Hi,

Attached is at patch described as follows:

For creating and reusing already existing buffer objects,
take care of the placement domains.
Have a little more finegrained usage to placement mapping.

This change does not account for the real location of the
buffer object for buffer objects returned from r600_bomgr.
But it greatly increases the probability to get buffers
that already have the desired placement.

This change avoids plenty of gpu uploads on command
stream emission. Which in turn avoids plenty of implicit
syncronization on the upload fences. Which, as a whole,
turns into a noticable performance gain.

Please review, apply, suggest improvements ...
Thanks
Mathias
From 79ca3af6dc5c59aba083650126287f38e0b5dd86 Mon Sep 17 00:00:00 2001
From: =?UTF-8?q?Mathias=20Fr=C3=B6hlich?= <mathias.froehl...@web.de>
Date: Sun, 13 Mar 2011 08:38:03 +0100
Subject: [PATCH] r600g: Take care of bo placement domains.

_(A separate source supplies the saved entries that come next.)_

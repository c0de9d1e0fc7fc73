use axum::{Router, body::Body, http::Request, routing::post};
use criterion::{Criterion, black_box, criterion_group, criterion_main};
use ledgergate::finance::contracts;
use ledgergate::organizations::MembershipResolver;
use ledgergate::pipeline::{Ctx, Gate, Pipeline, RawRequest};
use ledgergate::testing::{OrgFixture, TestTokens};
use serde_json::json;
use std::sync::Arc;
use tower::ServiceExt;

struct Setup {
    fixture: OrgFixture,
    token: String,
    pipeline: Pipeline,
}

fn setup() -> Setup {
    let fixture = OrgFixture::seeded();
    let tokens = TestTokens::default();
    let token = tokens.for_user(&fixture.owner);
    let resolver = MembershipResolver::new(
        Arc::new(fixture.store.clone()),
        Arc::new(fixture.store.clone()),
    );
    let pipeline = Pipeline::new(Arc::new(tokens.verifier()), resolver);
    Setup {
        fixture,
        token,
        pipeline,
    }
}

// Plain handler, no checks
fn unguarded() -> Router {
    Router::new().route(
        "/organizations/{orgId}/accounts",
        post(|| async { "ok" }),
    )
}

// Same route behind the full pipeline
fn guarded(setup: &Setup) -> Router {
    let gate = Gate::new(setup.pipeline.clone());
    Router::new().route(
        "/organizations/{orgId}/accounts",
        gate.guard(post(|Ctx(_ctx): Ctx| async { "ok" }), contracts::create_account()),
    )
}

async fn make_request(router: &Router, path: &str, token: &str) {
    let req = Request::builder()
        .method("POST")
        .uri(path)
        .header("authorization", format!("Bearer {token}"))
        .header("content-type", "application/json")
        .body(Body::from(r#"{"name":"Checking","currency":"EUR"}"#))
        .unwrap();

    let _response = router.clone().oneshot(req).await.unwrap();
}

fn benchmark_guard_overhead(c: &mut Criterion) {
    let mut group = c.benchmark_group("guard_overhead");
    let setup = setup();
    let path = setup.fixture.path("/accounts");

    let raw_router = unguarded();
    let guarded_router = guarded(&setup);

    let rt = tokio::runtime::Runtime::new().unwrap();

    group.bench_function("unguarded", |b| {
        b.to_async(&rt)
            .iter(|| make_request(black_box(&raw_router), &path, &setup.token));
    });

    group.bench_function("guarded", |b| {
        b.to_async(&rt)
            .iter(|| make_request(black_box(&guarded_router), &path, &setup.token));
    });

    group.finish();
}

fn benchmark_pipeline_run(c: &mut Criterion) {
    let mut group = c.benchmark_group("pipeline_run");
    let setup = setup();
    let contract = contracts::create_account();
    let rt = tokio::runtime::Runtime::new().unwrap();

    let request = RawRequest::new()
        .bearer(&setup.token)
        .path_param("orgId", setup.fixture.org.id.to_string())
        .json(json!({"name": "Checking", "type": "SAVINGS", "currency": "EUR"}));

    group.bench_function("create_account_pass", |b| {
        b.to_async(&rt).iter(|| async {
            let ctx = setup.pipeline.run(&contract, black_box(request.clone())).await;
            black_box(ctx.is_ok())
        });
    });

    let outsider = TestTokens::default().for_user(&setup.fixture.outsider);
    let refused = RawRequest::new()
        .bearer(&outsider)
        .path_param("orgId", setup.fixture.org.id.to_string());

    group.bench_function("non_member_refusal", |b| {
        b.to_async(&rt).iter(|| async {
            let ctx = setup.pipeline.run(&contract, black_box(refused.clone())).await;
            black_box(ctx.is_err())
        });
    });

    group.finish();
}

criterion_group!(benches, benchmark_guard_overhead, benchmark_pipeline_run);
criterion_main!(benches);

For creating and reusing already existing buffer objects,
take care of the placement domains.
Have a little more finegrained usage to placement mapping.

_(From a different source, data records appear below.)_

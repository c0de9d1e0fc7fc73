use crate::auth::Identity;
use crate::error::Result;
use async_trait::async_trait;

/// Turns a raw credential into an [`Identity`].
///
/// Implement this trait to plug in any credential strategy: self-contained
/// signed tokens ([`JwtVerifier`](super::JwtVerifier)), opaque session
/// tokens ([`SessionVerifier`](super::SessionVerifier)), or an external
/// identity provider.
///
/// Failures must be `GateError::Authentication` with the reason that
/// matches what went wrong; store outages may surface as internal errors.
///
/// # Example
///
/// ```rust,ignore
/// use ledgergate::auth::{CredentialVerifier, Identity};
///
/// struct StaticVerifier;
///
/// #[async_trait]
/// impl CredentialVerifier for StaticVerifier {
///     async fn verify(&self, credential: &str) -> Result<Identity> {
///         if credential == "let-me-in" {
///             Ok(Identity::new("user-1", "user@example.com"))
///         } else {
///             Err(GateError::authentication(AuthenticationReason::InvalidCredential))
///         }
///     }
/// }
/// ```
#[async_trait]
pub trait CredentialVerifier: Send + Sync + 'static {
    async fn verify(&self, credential: &str) -> Result<Identity>;
}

This change does not account for the real location of the
buffer object for buffer objects returned from r600_bomgr.
But it greatly increases the probability to get buffers
that already have the desired placement.

This change avoids plenty of gpu uploads on command
stream emission. Which in turn avoids plenty of implicit
syncronization on the upload fences. Which, as a whole,
turns into a noticable performance gain.
---
 src/gallium/winsys/r600/drm/r600_bo.c    |   42 ++++++++++++++++++++----------
 src/gallium/winsys/r600/drm/r600_bomgr.c |    8 +++++-
 src/gallium/winsys/r600/drm/r600_priv.h  |    3 +-
 src/gallium/winsys/r600/drm/radeon_bo.c  |    4 +-
 4 files changed, 39 insertions(+), 18 deletions(-)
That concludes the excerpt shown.